Uzun Bir Aradan Sonra Merhaba!


  Yaz geldi, okul bitti ya da bitmesine az kaldı. İşin aslı sınavlar bitmişse okul da bitmiştir ve benim sınavlarım bitti! Biteli bir hafta olmasına rağmen ben bu bir hafta yine üşengeçliğimi konuşturarak bir şeyler yapmadım ama artık yazla birlikte buna bir DUR deme vakti geldi. 

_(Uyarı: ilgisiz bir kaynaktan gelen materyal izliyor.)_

#[cfg(test)]
mod tests {
    use super::*;
    use crate::core::TerrainType;
    use crate::profile::MoverClass;

    fn clear_grid(cells: usize) -> NavigationGrid {
        NavigationGrid::filled(cells, cells, 10.0, TerrainType::Clear)
    }

    fn ground() -> MovementProfile {
        MovementProfile::for_class(MoverClass::Vehicle)
    }

    fn air() -> MovementProfile {
        MovementProfile::for_class(MoverClass::Air)
    }

    #[test]
    fn test_octile_heuristic() {
        let config = AStarConfig::default();
        let a = GridCoord::new(0, 0);
        assert_eq!(octile(a, GridCoord::new(3, 0), &config), 30);
        assert_eq!(octile(a, GridCoord::new(3, 3), &config), 42);
        assert_eq!(octile(a, GridCoord::new(5, 2), &config), 28 + 30);
    }

    #[test]
    fn test_straight_diagonal() {
        let grid = clear_grid(4);
        let mut planner = PathPlanner::with_defaults(&grid);

        let result = planner.find_path(
            &grid,
            &ground(),
            WorldPoint::new(5.0, 5.0),
            WorldPoint::new(35.0, 35.0),
        );

        assert!(result.success);
        // Smoothing collapses the diagonal to its two endpoints
        assert_eq!(result.cells.first(), Some(&GridCoord::new(0, 0)));
        assert_eq!(result.cells.last(), Some(&GridCoord::new(3, 3)));
        let end = result.waypoints.last().unwrap();
        assert!(end.distance(&WorldPoint::new(35.0, 35.0)) < 1e-3);
    }

    #[test]
    fn test_same_cell_is_empty_success() {
        let grid = clear_grid(4);
        let mut planner = PathPlanner::with_defaults(&grid);

        let result = planner.find_path(
            &grid,
            &ground(),
            WorldPoint::new(5.0, 5.0),
            WorldPoint::new(7.0, 3.0),
        );

        assert!(result.success);
        assert!(result.waypoints.is_empty());
    }

    #[test]
    fn test_out_of_bounds_is_no_path() {
        let grid = clear_grid(4);
        let mut planner = PathPlanner::with_defaults(&grid);

        let result = planner.find_path(
            &grid,
            &ground(),
            WorldPoint::new(5.0, 5.0),
            WorldPoint::new(500.0, 5.0),
        );

        assert!(!result.success);
        assert_eq!(result.failure_reason, Some(PathFailure::OutOfBounds));
    }

    #[test]
    fn test_start_blocked() {
        let mut grid = clear_grid(4);
        grid.set_terrain(GridCoord::new(0, 0), TerrainType::Water);
        let mut planner = PathPlanner::with_defaults(&grid);

        let result = planner.find_path(
            &grid,
            &ground(),
            WorldPoint::new(5.0, 5.0),
            WorldPoint::new(35.0, 35.0),
        );

        assert!(!result.success);
        assert_eq!(result.failure_reason, Some(PathFailure::StartBlocked));
    }

    #[test]
    fn test_blocked_goal_retargets_to_nearest() {
        let mut grid = clear_grid(8);
        grid.set_terrain(GridCoord::new(7, 7), TerrainType::Water);
        let mut planner = PathPlanner::with_defaults(&grid);

        let result = planner.find_path(
            &grid,
            &ground(),
            WorldPoint::new(5.0, 5.0),
            WorldPoint::new(75.0, 75.0),
        );

        assert!(result.success);
        let last = *result.cells.last().unwrap();
        // Landed on a passable cell adjacent to the flooded goal
        assert_eq!(last.chebyshev_distance(&GridCoord::new(7, 7)), 1);
    }

    #[test]
    fn test_fully_impassable_goal_region() {
        let mut grid = clear_grid(4);
        for z in 0..4 {
            for x in 0..4 {
                grid.set_terrain(GridCoord::new(x, z), TerrainType::Water);
            }
        }
        grid.set_terrain(GridCoord::new(0, 0), TerrainType::Clear);
        let mut planner = PathPlanner::with_defaults(&grid);

        // The only passable cell anywhere is the start itself: the ring
        // search retargets onto it and the request degenerates to an
        // empty-path success.
        let result = planner.find_path(
            &grid,
            &ground(),
            WorldPoint::new(5.0, 5.0),
            WorldPoint::new(35.0, 35.0),
        );
        assert!(result.success);
        assert!(result.waypoints.is_empty());
    }

    #[test]
    fn test_wall_blocks_ground() {
        let mut grid = clear_grid(8);
        for z in 0..8 {
            grid.set_terrain(GridCoord::new(4, z), TerrainType::Cliff);
        }
        let mut planner = PathPlanner::with_defaults(&grid);

        let result = planner.find_path(
            &grid,
            &ground(),
            WorldPoint::new(5.0, 45.0),
            WorldPoint::new(75.0, 45.0),
        );

        assert!(!result.success);
        assert_eq!(result.failure_reason, Some(PathFailure::NoPath));
    }

    #[test]
    fn test_air_crosses_wall() {
        let mut grid = clear_grid(8);
        for z in 0..8 {
            grid.set_terrain(GridCoord::new(4, z), TerrainType::Cliff);
        }
        let mut planner = PathPlanner::with_defaults(&grid);

        let result = planner.find_path(
            &grid,
            &air(),
            WorldPoint::new(5.0, 45.0),
            WorldPoint::new(75.0, 45.0),
        );

        assert!(result.success);
        // Replay: the path crosses the wall column
        assert!(result.cells.windows(2).any(|w| {
            (w[0].x <= 4 && w[1].x >= 4) || (w[0].x >= 4 && w[1].x <= 4)
        }));
    }

    #[test]
    fn test_no_corner_cutting() {
        // Two obstacle cells meeting at a corner; the diagonal between them
        // must not be taken.
        let mut grid = clear_grid(4);
        grid.set_terrain(GridCoord::new(1, 0), TerrainType::Obstacle);
        grid.set_terrain(GridCoord::new(0, 1), TerrainType::Obstacle);
        let mut planner = PathPlanner::with_defaults(&grid);

        let result = planner.find_path(
            &grid,
            &ground(),
            WorldPoint::new(5.0, 5.0),
            WorldPoint::new(35.0, 35.0),
        );

        // (0,0) is walled in
        assert!(!result.success);
        assert_eq!(result.failure_reason, Some(PathFailure::NoPath));
    }

    #[test]
    fn test_expansion_ceiling() {
        let mut grid = clear_grid(16);
        // Separate start from goal so the search must exhaust a region
        for z in 0..16 {
            grid.set_terrain(GridCoord::new(8, z), TerrainType::Cliff);
        }
        let config = AStarConfig {
            max_expansions: 10,
            ..Default::default()
        };
        let mut planner = PathPlanner::new(&grid, config);

        let result = planner.find_path(
            &grid,
            &ground(),
            WorldPoint::new(5.0, 5.0),
            WorldPoint::new(155.0, 155.0),
        );

        assert!(!result.success);
        assert_eq!(
            result.failure_reason,
            Some(PathFailure::MaxExpansionsExceeded)
        );
    }

    #[test]
    fn test_reconstruction_cap_discards_path() {
        let grid = clear_grid(8);
        let config = AStarConfig {
            max_reconstruct_steps: 3,
            ..Default::default()
        };
        let mut planner = PathPlanner::new(&grid, config);

        // Seven steps to walk back, cap of three: the path is discarded
        // rather than truncated.
        let result = planner.find_path(
            &grid,
            &ground(),
            WorldPoint::new(5.0, 5.0),
            WorldPoint::new(75.0, 75.0),
        );
        assert!(!result.success);
        assert_eq!(result.failure_reason, Some(PathFailure::NoPath));
    }

    #[test]
    fn test_generation_wrap_keeps_searches_sound() {
        let grid = clear_grid(4);
        let mut planner = PathPlanner::with_defaults(&grid);

        let before = planner.find_path(
            &grid,
            &ground(),
            WorldPoint::new(5.0, 5.0),
            WorldPoint::new(35.0, 35.0),
        );
        assert!(before.success);

        // Force the counter to wrap on the next search; stale stamps from
        // the search above must not leak into it.
        planner.generation = u32::MAX;
        let wrapped = planner.find_path(
            &grid,
            &ground(),
            WorldPoint::new(5.0, 5.0),
            WorldPoint::new(35.0, 35.0),
        );
        assert!(wrapped.success);
        assert_eq!(wrapped.cells, before.cells);

        let after = planner.find_path(
            &grid,
            &ground(),
            WorldPoint::new(5.0, 5.0),
            WorldPoint::new(35.0, 35.0),
        );
        assert!(after.success);
        assert_eq!(after.cells, before.cells);
    }

    #[test]
    fn test_planner_reuse_across_searches() {
        let grid = clear_grid(8);
        let mut planner = PathPlanner::with_defaults(&grid);

        for _ in 0..3 {
            let a = planner.find_path(
                &grid,
                &ground(),
                WorldPoint::new(5.0, 5.0),
                WorldPoint::new(75.0, 5.0),
            );
            assert!(a.success);
            let b = planner.find_path(
                &grid,
                &ground(),
                WorldPoint::new(75.0, 75.0),
                WorldPoint::new(5.0, 75.0),
            );
            assert!(b.success);
        }
    }

    #[test]
    fn test_request_path_convenience() {
        let grid = clear_grid(4);
        let path = request_path(
            &grid,
            WorldPoint::new(5.0, 5.0),
            WorldPoint::new(35.0, 35.0),
            &ground(),
        );
        assert!(path.is_some());
        assert!(!path.unwrap().is_empty());

        let none = request_path(
            &grid,
            WorldPoint::new(5.0, 5.0),
            WorldPoint::new(-5.0, 5.0),
            &ground(),
        );
        assert!(none.is_none());
    }
}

  Okul açıldığından beri hiç kitap yorumu yapmamışım :/ Bu üşengeçlikle kitap bile okumamışsındır sen diye düşündüğünüzü duyar gibiyim. Doğru düşünüyorsunuz. İlk dönem 8, ikinci dönem 9 kitap okumuşum. Millet bunu bir iki ayda okurken ben 8-9 ayda okumuşum. Gerçekten bravo bana :( 

  Zaten bu kitapların üçünü hoca okuttu: Çalıkuşu, Sefiller, Kiralık Konak. Çalıkuşu eğlenceliydi çabucak bitti. Sefiller de güzeldi ama ufacık bir mekanın bile 2-3 sayfa betimlemesi olunca sıkıcı hale gelebiliyor. İlk cildini bitirmiştim. İkinci cildini yarım bıraktım yaz gelince rahat kafayla okurum diye. Kitabı yetiştiremeyince özetini okuyup sınava girdim o ayrı :P Özeti de okuyunca orjinalin değerini daha iyi anladım. Akılda hiç soru kalmıyor en azından. Özette o kadar çok şeyi atlamışlar ki. Sınavda fazla ayrıntı sorulmamıştı ama 11. sınıfta tekrar okutturup ayrıntılara yoğunlaşacaklarmış :/ Kısaca bir klasiğin özetini okumak sadece zaman kaybı ve size kazandıracağı bir şey olmaz. Her neyse gelelim Kiralık Konak'a. Anlamadığım bir sürü eski kelime vardı ki bu zaten yavaş olan okuma hızımı iyice yavaşlattı. Kitabın anladığım kısımlarıysa güzeldi. Yanlış Batılılaşma çok iyi ele alınmış.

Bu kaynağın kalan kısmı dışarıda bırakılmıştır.